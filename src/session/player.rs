//! Players and their per-round board state.

use crate::catalog::CharacterId;
use serde::{Deserialize, Serialize};
use std::borrow::Borrow;
use std::collections::BTreeSet;
use std::fmt;
use uuid::Uuid;

/// Opaque client-supplied identity. Stable across reconnects.
#[derive(Debug, Clone, PartialEq, Eq, Hash, PartialOrd, Ord, Serialize, Deserialize)]
#[serde(transparent)]
pub struct PlayerToken(String);

impl PlayerToken {
    pub fn new(token: impl Into<String>) -> Self {
        Self(token.into())
    }

    /// Fresh random token for hosts that issue identities themselves.
    pub fn generate() -> Self {
        Self(Uuid::new_v4().to_string())
    }

    pub fn as_str(&self) -> &str {
        &self.0
    }
}

impl fmt::Display for PlayerToken {
    fn fmt(&self, f: &mut fmt::Formatter<'_>) -> fmt::Result {
        f.write_str(&self.0)
    }
}

impl From<&str> for PlayerToken {
    fn from(token: &str) -> Self {
        Self::new(token)
    }
}

impl Borrow<str> for PlayerToken {
    fn borrow(&self) -> &str {
        &self.0
    }
}

impl PartialEq<str> for PlayerToken {
    fn eq(&self, other: &str) -> bool {
        self.0 == other
    }
}

/// Seat within a session.
#[derive(Debug, Clone, Copy, PartialEq, Eq, Hash, PartialOrd, Ord, Serialize, Deserialize)]
pub enum Slot {
    One,
    Two,
}

impl Slot {
    pub fn number(&self) -> u8 {
        match self {
            Self::One => 1,
            Self::Two => 2,
        }
    }
}

/// Unordered pair of two distinct character IDs.
///
/// Stored smallest-first so equality ignores the order the IDs were given in.
#[derive(Debug, Clone, Copy, PartialEq, Eq, Hash, Serialize, Deserialize)]
pub struct MysteryPair {
    low: CharacterId,
    high: CharacterId,
}

impl MysteryPair {
    /// `None` when both IDs are the same.
    pub fn new(a: CharacterId, b: CharacterId) -> Option<Self> {
        match a.cmp(&b) {
            std::cmp::Ordering::Less => Some(Self { low: a, high: b }),
            std::cmp::Ordering::Greater => Some(Self { low: b, high: a }),
            std::cmp::Ordering::Equal => None,
        }
    }

    pub fn contains(&self, id: CharacterId) -> bool {
        self.low == id || self.high == id
    }

    pub fn ids(&self) -> [CharacterId; 2] {
        [self.low, self.high]
    }
}

/// A seated player.
///
/// Values handed out by [`Session`](crate::session::Session) are snapshots;
/// mutation only happens inside the session's own commands.
#[derive(Debug, Clone, PartialEq, Eq, Serialize, Deserialize)]
pub struct Player {
    /// Identity the player joined with.
    pub token: PlayerToken,
    /// Sanitized display name.
    pub name: String,
    /// Seat, fixed for the life of the session.
    pub slot: Slot,
    /// Whether the host currently sees a live connection.
    pub connected: bool,
    /// This round's secret pair, `None` until confirmed.
    pub mystery: Option<MysteryPair>,
    /// Faces crossed off this round. Never contains the player's own pair.
    pub eliminated: BTreeSet<CharacterId>,
    /// Board layout for this round, a permutation of every catalog ID.
    pub board_order: Vec<CharacterId>,
    /// Rounds won so far in the current match.
    pub round_wins: u32,
}

impl Player {
    pub(crate) fn new(token: PlayerToken, name: String, slot: Slot) -> Self {
        Self {
            token,
            name,
            slot,
            connected: true,
            mystery: None,
            eliminated: BTreeSet::new(),
            board_order: Vec::new(),
            round_wins: 0,
        }
    }

    pub fn has_confirmed(&self) -> bool {
        self.mystery.is_some()
    }

    pub fn mystery_ids(&self) -> Vec<CharacterId> {
        self.mystery.map(|pair| pair.ids().to_vec()).unwrap_or_default()
    }

    pub(crate) fn clear_round(&mut self) {
        self.mystery = None;
        self.eliminated.clear();
        self.board_order.clear();
    }
}
//! The two-player session state machine.
//!
//! A [`Session`] moves through
//! `Lobby → CharacterSelection → Playing → RoundEnd → {CharacterSelection | GameEnd}`
//! in response to player commands. Commands are fail-soft: one whose
//! preconditions do not hold changes nothing, notifies nobody and returns
//! `false`. The reasons are logged at `debug`.
//!
//! All mutable state sits behind a single per-session mutex. Change
//! notifications are published on a [`tokio::sync::watch`] channel after the
//! lock is released, so subscribers can safely read the session back.
//!
//! # Example
//!
//! ```rust
//! use guesswho::config::GameConfig;
//! use guesswho::env::{GameEnv, ManualClock, ManualScheduler, SeededRandom};
//! use guesswho::registry::SessionCode;
//! use guesswho::session::{JoinResult, Phase, PlayerToken, Session};
//! use std::sync::Arc;
//!
//! let env = GameEnv::new(
//!     Arc::new(ManualClock::default()),
//!     Arc::new(SeededRandom::new(1)),
//!     Arc::new(ManualScheduler::new()),
//! );
//! let code = SessionCode::parse("WXYZ").unwrap();
//! let session = Session::new(code, Arc::new(GameConfig::default()), env);
//!
//! assert_eq!(session.add_player(PlayerToken::from("a"), "Alice"), JoinResult::Success);
//! assert_eq!(session.add_player(PlayerToken::from("b"), "Bob"), JoinResult::Success);
//! assert_eq!(session.phase(), Phase::CharacterSelection);
//!
//! assert!(session.select_mystery_people("a", 1, 2));
//! assert!(session.select_mystery_people("b", 3, 4));
//! assert_eq!(session.phase(), Phase::Playing);
//! assert!(session.is_active_player("a"));
//! ```

mod chat;
mod outcome;
mod phase;
mod player;
mod rules;
mod snapshot;

pub use chat::{ChatKind, ChatMessage};
pub use outcome::{JoinResult, PostRoundDecision, RoundEndReason};
pub use phase::{Phase, PhaseHistory, PhaseTransition};
pub use player::{MysteryPair, Player, PlayerToken, Slot};
pub use rules::{Rejection, Rejections};
pub use snapshot::{PlayerView, SessionSnapshot};

use crate::catalog::{self, CharacterId};
use crate::config::GameConfig;
use crate::env::{elapsed_between, GameEnv, RandomSource, TimerHandle};
use crate::registry::SessionCode;
use chrono::{DateTime, Utc};
use parking_lot::Mutex;
use rules::Preconditions;
use std::collections::HashMap;
use std::fmt;
use std::sync::{Arc, Weak};
use std::time::Duration;
use tokio::sync::watch;
use tracing::{debug, info};

/// Mutable state guarded by the session lock.
struct SessionState {
    phase: Phase,
    player1: Option<Player>,
    player2: Option<Player>,
    round_number: u32,
    active_player: Option<PlayerToken>,
    question_asked: bool,
    chat_log: Vec<ChatMessage>,
    end_reason: Option<RoundEndReason>,
    round_winner: Option<PlayerToken>,
    match_over: bool,
    match_winner: Option<PlayerToken>,
    countdown_started_at: Option<DateTime<Utc>>,
    decisions: HashMap<PlayerToken, PostRoundDecision>,
    /// Armed on the first post-round decision of a round.
    decision_timer: Option<TimerHandle>,
    last_activity_at: DateTime<Utc>,
    history: PhaseHistory,
}
//! Session phases and the record of how a session moved through them.

use chrono::{DateTime, Utc};
use serde::{Deserialize, Serialize};
use std::fmt;
use std::time::Duration;

/// Where a session is in its lifecycle.
///
/// `Lobby → CharacterSelection → Playing → RoundEnd → {CharacterSelection | GameEnd}`.
#[derive(Debug, Clone, Copy, PartialEq, Eq, Hash, Serialize, Deserialize)]
pub enum Phase {
    Lobby,
    CharacterSelection,
    Playing,
    RoundEnd,
    GameEnd,
}

impl Phase {
    pub fn name(&self) -> &'static str {
        match self {
            Self::Lobby => "Lobby",
            Self::CharacterSelection => "CharacterSelection",
            Self::Playing => "Playing",
            Self::RoundEnd => "RoundEnd",
            Self::GameEnd => "GameEnd",
        }
    }

    /// Terminal phase. A session here only waits to be reclaimed.
    pub fn is_final(&self) -> bool {
        matches!(self, Self::GameEnd)
    }

    /// Phases in which a player holds the turn.
    pub fn has_active_turn(&self) -> bool {
        matches!(self, Self::Playing)
    }
}

impl fmt::Display for Phase {
    fn fmt(&self, f: &mut fmt::Formatter<'_>) -> fmt::Result {
        f.write_str(self.name())
    }
}

/// A single phase change.
#[derive(Debug, Clone, PartialEq, Eq, Serialize, Deserialize)]
pub struct PhaseTransition {
    pub from: Phase,
    pub to: Phase,
    /// Round number in effect after the change.
    pub round: u32,
    pub at: DateTime<Utc>,
}

/// Ordered record of phase changes for one session.
#[derive(Debug, Clone, Default, Serialize, Deserialize)]
pub struct PhaseHistory {
    transitions: Vec<PhaseTransition>,
}

impl PhaseHistory {
    pub fn new() -> Self {
        Self::default()
    }

    pub fn record(&mut self, transition: PhaseTransition) {
        self.transitions.push(transition);
    }

    /// Phases visited in order, starting from the first transition's source.
    pub fn path(&self) -> Vec<Phase> {
        let mut path = Vec::with_capacity(self.transitions.len() + 1);
        if let Some(first) = self.transitions.first() {
            path.push(first.from);
        }
        path.extend(self.transitions.iter().map(|t| t.to));
        path
    }

    /// Time between the first and the last recorded transition.
    pub fn duration(&self) -> Option<Duration> {
        let (first, last) = (self.transitions.first()?, self.transitions.last()?);
        last.at.signed_duration_since(first.at).to_std().ok()
    }

    pub fn transitions(&self) -> &[PhaseTransition] {
        &self.transitions
    }
}
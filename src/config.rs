//! Game and registry tuning.

use serde::{Deserialize, Serialize};
use std::time::Duration;
use thiserror::Error;

/// Round wins needed to take the match.
pub const WIN_THRESHOLD: u32 = 5;

/// Seconds both players have to agree after a round before the game ends.
pub const POST_ROUND_TIMEOUT_SECS: u64 = 60;

/// Seconds shown on the advisory countdown after an answer.
pub const ANSWER_COUNTDOWN_SECS: u64 = 10;

/// Seconds without activity before a session is reclaimed (2 hours).
pub const IDLE_TIMEOUT_SECS: u64 = 2 * 60 * 60;

/// Seconds between staleness sweeps (10 minutes).
pub const SWEEP_INTERVAL_SECS: u64 = 10 * 60;

/// Maximum display-name length, in characters.
pub const MAX_NAME_LEN: usize = 20;

/// Errors raised while loading or validating a [`GameConfig`].
#[derive(Debug, Error)]
pub enum ConfigError {
    #[error("Failed to parse configuration: {0}")]
    Parse(#[from] serde_json::Error),

    #[error("Invalid configuration: {field} must be greater than zero")]
    Zero { field: &'static str },
}

/// Tuning shared by every session of a registry.
#[derive(Debug, Clone, PartialEq, Eq, Serialize, Deserialize)]
#[serde(default)]
pub struct GameConfig {
    /// Round wins that end the match.
    pub win_threshold: u32,
    /// How long players have to agree on what happens after a round.
    pub post_round_timeout_secs: u64,
    /// Length of the advisory countdown started by an answer.
    pub answer_countdown_secs: u64,
    /// Inactivity after which a session counts as stale.
    pub idle_timeout_secs: u64,
    /// Pause between background staleness sweeps.
    pub sweep_interval_secs: u64,
    /// Cap on display names, in characters.
    pub max_name_len: usize,
}

impl Default for GameConfig {
    fn default() -> Self {
        Self {
            win_threshold: WIN_THRESHOLD,
            post_round_timeout_secs: POST_ROUND_TIMEOUT_SECS,
            answer_countdown_secs: ANSWER_COUNTDOWN_SECS,
            idle_timeout_secs: IDLE_TIMEOUT_SECS,
            sweep_interval_secs: SWEEP_INTERVAL_SECS,
            max_name_len: MAX_NAME_LEN,
        }
    }
}

impl GameConfig {
    /// Parse a JSON document. Missing fields take their defaults.
    pub fn from_json(input: &str) -> Result<Self, ConfigError> {
        let config: Self = serde_json::from_str(input)?;
        config.validate()?;
        Ok(config)
    }

    pub fn validate(&self) -> Result<(), ConfigError> {
        let checks: [(&'static str, bool); 6] = [
            ("win_threshold", self.win_threshold > 0),
            ("post_round_timeout_secs", self.post_round_timeout_secs > 0),
            ("answer_countdown_secs", self.answer_countdown_secs > 0),
            ("idle_timeout_secs", self.idle_timeout_secs > 0),
            ("sweep_interval_secs", self.sweep_interval_secs > 0),
            ("max_name_len", self.max_name_len > 0),
        ];
        for (field, ok) in checks {
            if !ok {
                return Err(ConfigError::Zero { field });
            }
        }
        Ok(())
    }

    pub fn post_round_timeout(&self) -> Duration {
        Duration::from_secs(self.post_round_timeout_secs)
    }

    pub fn answer_countdown(&self) -> Duration {
        Duration::from_secs(self.answer_countdown_secs)
    }

    pub fn idle_timeout(&self) -> Duration {
        Duration::from_secs(self.idle_timeout_secs)
    }

    pub fn sweep_interval(&self) -> Duration {
        Duration::from_secs(self.sweep_interval_secs)
    }
}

□ □ □

### [AIM OF THE TASK]
If a line above holds the word "Ordering", copy it.

### [FINAL ANSWER]
            std::cmp::Ordering::Less => Some(Self { low: a, high: b }),
            std::cmp::Ordering::Greater => Some(Self { low: b, high: a }),
            std::cmp::Ordering::Equal => None,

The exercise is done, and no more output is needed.